Craft beers have much to prove at Beertopia festival
"If you've only tasted mass market beer, I'm afraid you haven't actually tasted beer at all," says Garrett Oliver.
That's unlikely to be the view a number of large corporations in the United States and Europe want to hear, but it is one gaining currency internationally.
Oliver is the brewmaster of the Brooklyn Brewery company, and an expert on what he calls the "real beers" of the world. He is also the author of The Brewmaster's Table, a guide to pairing beer with food, and co-author with Tom Colicchio of The Oxford Companion to Beer.
He recently visited Hong Kong to talk about the Brooklyn Brewery and the joys of craft beer, drawing a good crowd.
Interest in the subject is growing in the city at a healthy rate - at least if the response to Beertopia, Hong Kong's first craft beer festival, held last year in Central, is anything to go by. About 1,700 people turned up to sample more than 90 craft beers.
Beertopia is back tomorrow, this time with more space on the West Kowloon waterfront, and with more than 200 different beers. Festival founder Jonathan So is hoping guests will be able to enjoy the brews and food al fresco, but if the weather doesn't co-operate, shelter will be available in a 10,000 square metre marquee.
"We've got beers from Australia, New Zealand, Chile, Norway, Denmark, a bunch of places in Britain, and a lot of American beers, of course. Japan, Korea, Singapore - all over the place," he says.
So what exactly distinguishes craft beers such as Oliver's - Brooklyn Lager and Brooklyn East India Pale Ale will be among those presented at the show - from what he calls "mass market American yellow fizz"?
There is a technical definition by the US Brewers Association brewersassociation.org which states that a craft brewery must be "small, independent and traditional", and goes on to define those terms. But it essentially means any beer brewed to high quality standards by an individualistic producer.
The craft beer movement in the US started as a rebellion against the big industrial brewers, whose products are derided as lacking in character. But larger brewers in Britain and continental Europe - which in some cases have been brewing to "craft beer" standards for centuries - tend to be favourites with the same people who enjoy US craft beers such as those made by the Brooklyn and Anchor Steam breweries.
"A lot of the larger breweries are not designing beer so that it is the best tasting," says So. "Their goal is to sell as much beer as possible by making it as widely appealing as possible, and that's different from a lot of craft brewers who experiment with recipes, use very high quality ingredients, taste every single batch and are obsessive about what comes out - what works and what doesn't.
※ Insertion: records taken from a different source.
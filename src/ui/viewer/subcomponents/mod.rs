// SPDX-License-Identifier: MPL-2.0
//! Nested TEA sub-components for the viewer.
//!
//! Each sub-component has its own State, Message, Effect, and handle() method.
//! The main component.rs orchestrates these sub-components; they never talk to
//! each other directly.
//!
//! ## Architecture
//!
//! ```text
//! component.rs (orchestrator)
//!     ├── navigation - Current index and slide direction
//!     ├── zoom       - Zoom flag, pan offset, drag bounds
//!     ├── drag       - Pointer press tracking and gesture classification
//!     ├── loading    - Slide keys and spinner
//!     ├── hint       - Auto-dismissing drag hint
//!     └── timer      - Token bookkeeping shared by the timed pieces
//! ```

pub mod drag;
pub mod hint;
pub mod loading;
pub mod navigation;
pub mod timer;
pub mod zoom;
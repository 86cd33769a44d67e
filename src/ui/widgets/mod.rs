// SPDX-License-Identifier: MPL-2.0
pub mod animated_spinner;
pub mod input_blocking;

pub use animated_spinner::AnimatedSpinner;
pub use input_blocking::{input_blocking, InputBlocking};
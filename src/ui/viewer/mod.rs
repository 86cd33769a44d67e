// SPDX-License-Identifier: MPL-2.0
//! Full-screen image viewer ("carousel").
//!
//! - [`component`]: the orchestrating state machine (open/close, navigation,
//!   zoom, loading, timers)
//! - [`subcomponents`]: small TEA pieces owned by the component
//! - [`slide`]: slide transforms, transitions and stage geometry
//! - [`overlay`]: which overlay elements are visible
//! - [`cache`]: decoded image cache
//! - [`pane`]: the widget tree

pub mod cache;
pub mod component;
pub mod overlay;
pub mod pane;
pub mod slide;
pub mod subcomponents;

pub use component::{Effect, Message, State, ViewerConfig, ViewerMode, ViewerState};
"For them taste is paramount, and it's a matter of honour that they are not just adding syrups and flavourings to make a flavoured beer."
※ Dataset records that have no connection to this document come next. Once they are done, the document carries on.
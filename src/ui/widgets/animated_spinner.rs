// SPDX-License-Identifier: MPL-2.0
//! Loading spinner drawn on a canvas, rotated by the caller on every tick.

use iced::widget::canvas::{self, Cache, Canvas, Frame, Geometry, Path, Stroke};
use iced::{mouse, Color, Length, Point, Rectangle, Renderer, Theme};
use std::f32::consts::PI;

/// Default diameter in logical pixels.
pub const DEFAULT_SIZE: f32 = 48.0;

const STROKE_WIDTH: f32 = 3.0;
const ARC_SEGMENTS: u16 = 30;

/// A ring with a half-circle arc that turns with `rotation`.
pub struct AnimatedSpinner {
    cache: Cache,
    rotation: f32, // radians
    color: Color,
    size: f32,
}

impl AnimatedSpinner {
    #[must_use]
    pub fn new(color: Color, rotation: f32) -> Self {
        Self {
            cache: Cache::default(),
            rotation,
            color,
            size: DEFAULT_SIZE,
        }
    }

    /// Sets the diameter. Non-positive sizes fall back to the default.
    #[must_use]
    pub fn size(mut self, size: f32) -> Self {
        self.size = if size > 0.0 { size } else { DEFAULT_SIZE };
        self
    }

    pub fn into_element<Message: 'static>(self) -> iced::Element<'static, Message> {
        let size = self.size;
        Canvas::new(self)
            .width(Length::Fixed(size))
            .height(Length::Fixed(size))
            .into()
    }
}

impl<Message> canvas::Program<Message> for AnimatedSpinner {
    type State = ();

    fn draw(
        &self,
        _state: &Self::State,
        renderer: &Renderer,
        _theme: &Theme,
        bounds: Rectangle,
        _cursor: mouse::Cursor,
    ) -> Vec<Geometry> {
        let geometry = self
            .cache
            .draw(renderer, bounds.size(), |frame: &mut Frame| {
                let center = frame.center();
                let radius = frame.width().min(frame.height()) / 2.0 - STROKE_WIDTH - 1.0;

                frame.stroke(
                    &Path::circle(center, radius),
                    Stroke::default()
                        .with_width(STROKE_WIDTH)
                        .with_color(Color {
                            a: 0.25,
                            ..self.color
                        }),
                );

                // Half circle starting at the top.
                let start_angle = self.rotation - PI / 2.0;
                let mut arc = canvas::path::Builder::new();
                arc.move_to(point_on_circle(center, radius, start_angle));
                for i in 1..=ARC_SEGMENTS {
                    let t = f32::from(i) / f32::from(ARC_SEGMENTS);
                    arc.line_to(point_on_circle(center, radius, start_angle + PI * t));
                }

                frame.stroke(
                    &arc.build(),
                    Stroke::default()
                        .with_width(STROKE_WIDTH)
                        .with_color(self.color)
                        .with_line_cap(canvas::LineCap::Round),
                );
            });

        vec![geometry]
    }
}

fn point_on_circle(center: Point, radius: f32, angle: f32) -> Point {
    Point::new(
        center.x + radius * angle.cos(),
        center.y + radius * angle.sin(),
    )
}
Hong Kong is not exactly at the forefront of craft beer appreciation in Asia. But according to So, there are more than 200 microbreweries in Japan, while Singapore has a beer festival that attracts about 32,000 people annually. Beer connoisseurs have an expanding range of options here.
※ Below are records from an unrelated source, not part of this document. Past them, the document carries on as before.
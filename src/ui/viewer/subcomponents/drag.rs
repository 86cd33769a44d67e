// SPDX-License-Identifier: MPL-2.0
//! Pointer gesture sub-component.
//!
//! Tracks the cursor and the current press, and classifies what the press
//! turns into: a click, a pan of the zoomed image, or a horizontal swipe.

use crate::domain::ui::geometry::PanOffset;
use crate::domain::ui::newtypes::SwipeThreshold;
use iced::Point;

/// Travel (in logical pixels) under which a press still counts as a click.
const CLICK_SLOP: f32 = 4.0;

/// What the pointer was over when the button went down.
#[derive(Debug, Clone, Copy, PartialEq, Eq)]
pub enum PressTarget {
    /// The displayed image.
    Image,
    /// The area around it.
    Backdrop,
}

/// Navigation requested by a swipe.
#[derive(Debug, Clone, Copy, PartialEq, Eq)]
pub enum Swipe {
    /// Pointer travelled right.
    Previous,
    /// Pointer travelled left.
    Next,
}

#[derive(Debug, Clone, Copy)]
struct Press {
    origin: Point,
    target: PressTarget,
    zoomed: bool,
    pan_at_start: PanOffset,
    moved: bool,
}

/// Pointer sub-component state.
#[derive(Debug, Clone, Default)]
pub struct State {
    cursor: Option<Point>,
    press: Option<Press>,
    threshold: SwipeThreshold,
}

/// Messages for the pointer sub-component.
#[derive(Debug, Clone)]
pub enum Message {
    /// Cursor moved to a position in viewport coordinates.
    CursorMoved(Point),
    /// Cursor left the window.
    CursorLeft,
    /// Primary button went down at the last known cursor position.
    Pressed {
        target: PressTarget,
        zoomed: bool,
        pan: PanOffset,
    },
    /// Primary button went up.
    Released,
    /// Forget the current press without classifying it.
    Cancel,
}

/// Effects produced by pointer gestures.
#[derive(Debug, Clone, Copy, PartialEq)]
pub enum Effect {
    /// No effect.
    None,
    /// The zoomed image is being dragged; move its centre here.
    Pan(PanOffset),
    /// A zoomed drag was released.
    DragEnded,
    /// Press and release without meaningful travel.
    Click(PressTarget),
    /// An unzoomed horizontal swipe.
    Swipe(Swipe),
}

impl State {
    /// Creates a state that classifies swipes with `threshold`.
    #[must_use]
    pub fn new(threshold: SwipeThreshold) -> Self {
        Self {
            threshold,
            ..Self::default()
        }
    }

    /// Handle a pointer message.
    #[allow(clippy::needless_pass_by_value)]
    pub fn handle(&mut self, msg: Message) -> Effect {
        match msg {
            Message::CursorMoved(position) => {
                self.cursor = Some(position);
                let Some(press) = self.press.as_mut() else {
                    return Effect::None;
                };
                let (dx, dy) = (position.x - press.origin.x, position.y - press.origin.y);
                if !press.moved && dx.hypot(dy) > CLICK_SLOP {
                    press.moved = true;
                }
                if press.moved && press.zoomed && press.target == PressTarget::Image {
                    Effect::Pan(PanOffset::new(
                        press.pan_at_start.x + dx,
                        press.pan_at_start.y + dy,
                    ))
                } else {
                    Effect::None
                }
            }
            Message::CursorLeft => {
                self.cursor = None;
                Effect::None
            }
            Message::Pressed {
                target,
                zoomed,
                pan,
            } => {
                self.press = self.cursor.map(|origin| Press {
                    origin,
                    target,
                    zoomed,
                    pan_at_start: pan,
                    moved: false,
                });
                Effect::None
            }
            Message::Released => {
                let Some(press) = self.press.take() else {
                    return Effect::None;
                };
                if !press.moved {
                    return Effect::Click(press.target);
                }
                if press.zoomed {
                    return Effect::DragEnded;
                }
                let Some(cursor) = self.cursor else {
                    return Effect::None;
                };
                self.classify_swipe(cursor.x - press.origin.x)
            }
            Message::Cancel => {
                self.press = None;
                Effect::None
            }
        }
    }

    /// Only horizontal travel counts; vertical travel never cancels a swipe.
    fn classify_swipe(&self, dx: f32) -> Effect {
        if !self.threshold.is_exceeded_by(dx) {
            return Effect::None;
        }
        if dx > 0.0 {
            Effect::Swipe(Swipe::Previous)
        } else {
            Effect::Swipe(Swipe::Next)
        }
    }

    /// Last known cursor position, if the cursor is inside the window.
    #[must_use]
    pub fn cursor(&self) -> Option<Point> {
        self.cursor
    }

    /// Whether the primary button is held.
    #[must_use]
    pub fn is_pressed(&self) -> bool {
        self.press.is_some()
    }

    /// Horizontal travel of an unzoomed press, for the slide to follow the
    /// pointer while swiping.
    #[must_use]
    pub fn swipe_offset(&self) -> f32 {
        match (self.press, self.cursor) {
            (Some(press), Some(cursor)) if press.moved && !press.zoomed => {
                cursor.x - press.origin.x
            }
            _ => 0.0,
        }
    }
}
// SPDX-License-Identifier: MPL-2.0
//! Shared widget styles.

pub mod button;
pub mod container;
pub mod overlay;

pub use button::{overlay as button_overlay, primary as button_primary};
There are established craft-beer-focused pubs such as The Globe, The Roundhouse and the Hong Kong Brew House, and So says better lists are cropping up in restaurants, particularly in SoHo and Wan Chai.
So and Oliver agree that an important element of craft beer appreciation is pairing it with food. "Real beer can do amazing things with food, and it goes places wine cannot go," says Oliver.
"Real beer can do everything. Mexican, Thai, Japanese, Indian, Cajun and Middle Eastern food and barbecue are far better with real beer than with wine," he says. "Even with traditionally wine-friendly food, beer often shows superior versatility and flavour compatibility.
"Beer has bitterness to slice through fat, carbonation to refresh the palate, caramelised flavours to match those in your food and sweetness to quench the fire of chillies."
Committed oenophiles might raise an eyebrow at that, but Beertopia will provide an opportunity to put Oliver's opinion to the test, as the festival will offer a range of Mexican, Thai, German, British and American food.